Version information in addition to the original manufacturersThe file name, and sometimes you'll find one here and check the file a different name, it is not there.
4. location
Virus Trojan horse likes to stay in place is the system folder, windows and windows/system32, windows/system32/drivers, and c:/programfiles/internetexplorer/c: c://programfiles/internetexplorer/plugin, programfiles/commonfiles/miscrosoftshared, there is a temporary folder, IE cache
First temporary folder c:/documentsandsettings/your username/localsettings/temp and c:/windows/temp must be clear, and you can boldly deleted, regardless of good or bad, by deleting the okay, IE cache should also be clear, not directly into the folder to delete from the IE menu Tools-internet options, delete file-delete all offline files, preferably at senior it set to close the browser to automatically empty the temporary files easy.
Other folders, see if there is not the existence of the file exist, such as the Windows folder much what rising file (Kaka is there in it), realplayer file, there are definitely suspicious, such as svchost.exe, ctfmon.exe suddenly appears in the windows or any other folder, instead they should be in the system32, can determine is a virus. Of course you can combine the above judgment in several methods. Sometimes it is depends on experience, the other file less folder better judgment, what is very easy to find, such as windows, ie, look, you know the basic who, more than one or two exe or DLL that can be found at once (many rogue software that would fit in here).
There is a general registry startup items, startup item in reference to windws, basic is an input method, sound management, the more suspicious, refers to the System32 of the more eyes, is uncertain, doing things, to the online-search the file name.
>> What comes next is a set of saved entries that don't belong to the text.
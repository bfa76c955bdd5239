//! Tests for the `dutil` binary.

use assert_cmd::Command;
use predicates::prelude::*;
use std::path::Path;
use tempfile::TempDir;

/// `dutil` pointed at a hive and config inside `dir`, with colors off.
fn dutil(dir: &Path) -> Command {
    let mut cmd = Command::cargo_bin("dutil").unwrap();
    cmd.env("NO_COLOR", "1")
        .env_remove("RUST_LOG")
        .arg("--config")
        .arg(dir.join("config.toml"))
        .arg("--hive")
        .arg(dir.join("registry.json"));
    cmd
}

fn register_provider(dir: &Path, key: &str, version: &str, name: &str) {
    dutil(dir)
        .args(["register", key, "--version", version, "--name", name])
        .assert()
        .success();
}

#[test]
fn test_help_lists_commands() {
    Command::cargo_bin("dutil")
        .unwrap()
        .arg("--help")
        .assert()
        .success()
        .stdout(predicate::str::contains("register-dependent"))
        .stdout(predicate::str::contains("unregister-dependent"))
        .stdout(predicate::str::contains("dependents"));
}

#[test]
fn test_install_uninstall_flow() {
    let temp = TempDir::new().unwrap();
    let dir = temp.path();

    dutil(dir)
        .args(["register", "ProviderA", "--version", "2.5", "--name", "Package A"])
        .assert()
        .success()
        .stdout(predicate::str::contains("ProviderA"));
    assert!(dir.join("registry.json").exists());

    dutil(dir)
        .args(["check", "ProviderA", "--min", "2.0", "--min-inclusive"])
        .assert()
        .success()
        .stdout(predicate::str::contains("All dependencies satisfied"));

    dutil(dir)
        .args(["register-dependent", "ProviderA", "ProviderB", "--min", "2.0", "--min-inclusive"])
        .assert()
        .success();

    // removal of ProviderA is blocked while ProviderB is registered
    dutil(dir)
        .args(["dependents", "ProviderA"])
        .assert()
        .code(1)
        .stdout(predicate::str::contains("is still required by"))
        .stdout(predicate::str::contains("ProviderB"));

    dutil(dir)
        .args(["unregister-dependent", "ProviderA", "ProviderB"])
        .assert()
        .success()
        .stdout(predicate::str::contains("no longer depends on"))
        // ProviderA still carries its own registration values
        .stdout(predicate::str::contains("Removed empty provider key").not());

    dutil(dir)
        .args(["dependents", "ProviderA"])
        .assert()
        .success()
        .stdout(predicate::str::contains("No dependents of"));

    dutil(dir).args(["unregister", "ProviderA"]).assert().success();
    dutil(dir)
        .args(["check", "ProviderA"])
        .assert()
        .code(1)
        .stdout(predicate::str::contains("Missing or incompatible dependencies"));
}

#[test]
fn test_last_dependent_removes_placeholder_provider() {
    let temp = TempDir::new().unwrap();
    let dir = temp.path();

    dutil(dir).args(["register-dependent", "Shared", "App"]).assert().success();
    dutil(dir)
        .args(["unregister-dependent", "Shared", "App"])
        .assert()
        .success()
        .stdout(predicate::str::contains("Removed empty provider key Shared"));

    // provider is gone entirely, so listing its dependents is an error
    dutil(dir)
        .args(["dependents", "Shared"])
        .assert()
        .code(1)
        .stderr(predicate::str::contains("corrupt"))
        .stderr(predicate::str::contains("Shared"));
}

#[test]
fn test_check_reports_each_failure_once() {
    let temp = TempDir::new().unwrap();
    let dir = temp.path();
    register_provider(dir, "Old", "1.0", "Old Package");
    register_provider(dir, "New", "3.0", "New Package");

    dutil(dir)
        .args(["check", "Old", "New", "Gone", "gone", "--min", "2.0", "--format", "json"])
        .assert()
        .code(1)
        .stdout(predicate::str::contains(r#""key": "Old""#))
        .stdout(predicate::str::contains(r#""name": "Old Package""#))
        .stdout(predicate::str::contains(r#""key": "Gone""#))
        .stdout(predicate::str::contains(r#""key": "gone""#).not())
        .stdout(predicate::str::contains("New").not());
}

#[test]
fn test_check_version_bounds_exclusive_by_default() {
    let temp = TempDir::new().unwrap();
    let dir = temp.path();
    register_provider(dir, "P", "2.0", "P");

    dutil(dir).args(["check", "P", "--min", "2.0"]).assert().code(1);
    dutil(dir).args(["check", "P", "--min", "2.0", "--min-inclusive"]).assert().success();
    dutil(dir).args(["check", "P", "--max", "2.0"]).assert().code(1);
    dutil(dir).args(["check", "P", "--max", "2.0", "--max-inclusive"]).assert().success();
}

#[test]
fn test_dependents_ignore_is_case_insensitive() {
    let temp = TempDir::new().unwrap();
    let dir = temp.path();
    register_provider(dir, "Runtime", "1.0", "Runtime");
    register_provider(dir, "AppOne", "1.0", "Application One");
    dutil(dir).args(["register-dependent", "Runtime", "AppOne"]).assert().success();
    dutil(dir).args(["register-dependent", "Runtime", "AppTwo"]).assert().success();

    dutil(dir)
        .args(["dependents", "Runtime", "--ignore", "apptwo", "--format", "json"])
        .assert()
        .code(1)
        .stdout(predicate::str::contains(r#""name": "Application One""#))
        .stdout(predicate::str::contains("AppTwo").not());

    dutil(dir)
        .args(["dependents", "Runtime", "--ignore", "APPONE", "--ignore", "AppTwo"])
        .assert()
        .success();
}

#[test]
fn test_info_output() {
    let temp = TempDir::new().unwrap();
    let dir = temp.path();
    dutil(dir)
        .args(["register", "P", "--version", "1.2", "--name", "Package", "--id", "{P-ID}"])
        .assert()
        .success();

    dutil(dir)
        .args(["info", "P"])
        .assert()
        .success()
        .stdout(predicate::str::contains("{P-ID}"))
        .stdout(predicate::str::contains("1.2.0.0"));

    dutil(dir)
        .args(["info", "P", "--format", "json"])
        .assert()
        .success()
        .stdout(predicate::str::contains(r#""version": "1.2.0.0""#));

    dutil(dir)
        .args(["info", "Nope"])
        .assert()
        .code(1)
        .stderr(predicate::str::contains("Not found"));
}

#[test]
fn test_orphaned_provider_info_warns() {
    let temp = TempDir::new().unwrap();
    let dir = temp.path();
    dutil(dir).args(["register-dependent", "Orphan", "App"]).assert().success();

    dutil(dir)
        .args(["info", "Orphan"])
        .assert()
        .success()
        .stdout(predicate::str::contains("treated as absent"));
}

#[test]
fn test_user_scope_is_separate() {
    let temp = TempDir::new().unwrap();
    let dir = temp.path();
    dutil(dir)
        .args(["--user", "register", "P", "--version", "1.0", "--name", "P"])
        .assert()
        .success();

    dutil(dir).args(["--user", "check", "P"]).assert().success();
    dutil(dir).args(["check", "P"]).assert().code(1);
}

#[test]
fn test_invalid_version_rejected() {
    let temp = TempDir::new().unwrap();
    let dir = temp.path();

    dutil(dir)
        .args(["register", "P", "--version", "1.x", "--name", "P"])
        .assert()
        .failure()
        .stderr(predicate::str::contains("1.x"));
    assert!(!dir.join("registry.json").exists());
}

#[test]
fn test_invalid_provider_key_rejected() {
    let temp = TempDir::new().unwrap();
    let dir = temp.path();

    dutil(dir)
        .args(["register", r"A\B", "--version", "1.0", "--name", "P"])
        .assert()
        .code(1)
        .stderr(predicate::str::contains("Invalid argument"));
}

#[test]
fn test_config_selects_hive_and_scope() {
    let temp = TempDir::new().unwrap();
    let dir = temp.path();
    let config = dir.join("dutil.toml");
    std::fs::write(&config, "hive_path = \"hives/main.json\"\nscope = \"user\"\n").unwrap();

    Command::cargo_bin("dutil")
        .unwrap()
        .env("NO_COLOR", "1")
        .env("DUTIL_CONFIG", &config)
        .args(["register", "P", "--version", "1.0", "--name", "P"])
        .assert()
        .success();
    let hive = dir.join("hives").join("main.json");
    assert!(hive.exists());

    // scope came from the configuration, so a per-machine check misses it
    Command::cargo_bin("dutil")
        .unwrap()
        .env("DUTIL_CONFIG", dir.join("absent.toml"))
        .arg("--hive")
        .arg(&hive)
        .args(["check", "P"])
        .assert()
        .code(1);
    Command::cargo_bin("dutil")
        .unwrap()
        .env("DUTIL_CONFIG", dir.join("absent.toml"))
        .arg("--hive")
        .arg(&hive)
        .args(["--user", "check", "P"])
        .assert()
        .success();
}

#[test]
fn test_malformed_config_reported() {
    let temp = TempDir::new().unwrap();
    let dir = temp.path();
    std::fs::write(dir.join("config.toml"), "scope = [").unwrap();

    dutil(dir)
        .args(["check", "P"])
        .assert()
        .code(1)
        .stderr(predicate::str::contains("Configuration error"));
}

#[test]
fn test_corrupt_hive_reported() {
    let temp = TempDir::new().unwrap();
    let dir = temp.path();
    std::fs::write(dir.join("registry.json"), "{ not json").unwrap();

    dutil(dir)
        .args(["check", "P"])
        .assert()
        .code(1)
        .stderr(predicate::str::contains("Registry hive error"));
}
If you find startup item point to font font folder, that do not have to think about it, we have a problem.
Service-driven, not in system32 or driver will check in (natural or below them, not to mention not to check in).
In addition to the folder location, and registry locations, with the exception of a few RUN startup items, there are image hijack (IFEO) to check the value of a debugger, it's important to be aware of it, except the last one there is a debugger = yourimagefilenameherewithoutapath ntsd-d, the other is not, as long as we have found is hijacked (immunity, immunity is a known virus program name hostage to a nonexistent file, so it can't run), and then find the hijack file is the file after the debugger, found together with the registry key with the deletion. But note that now the hijacking some used is not a virus file, is a system file or a command, such as svchost.exe or ntsd-d, do not delete the file, as long as the registry entry deleted.
Also note that the registry key has the appinit_dlls, generally to a null value (exception, Kaka's one file will be placed on this), if a value is the virus removed by name to find. Another is the userinit, generally also be empty, many things change will look normal.
Recommend using SREng to examine, more convenient, it will automatically prompt the above modifications.
Conclusion:
Really, really want from a bunch of English names identify suspicious file name difficult, integrated use of various methods, combined with tools software category display is the shortest way, for example, service-driven SREng listed names, files, paths, a swing, obviously, has the name is arbitrary, controlled rear filename is clear, and some careful will impersonate system service name, but the contrast with a normal, or even network, or you can find out the problem (hide Microsoft services non-Microsoft service is exposed, and if you have a system service name on top of or near the system service name, you must have a problem, not the normal service changed, is an extra plus came in top legislator highlights IPR protection).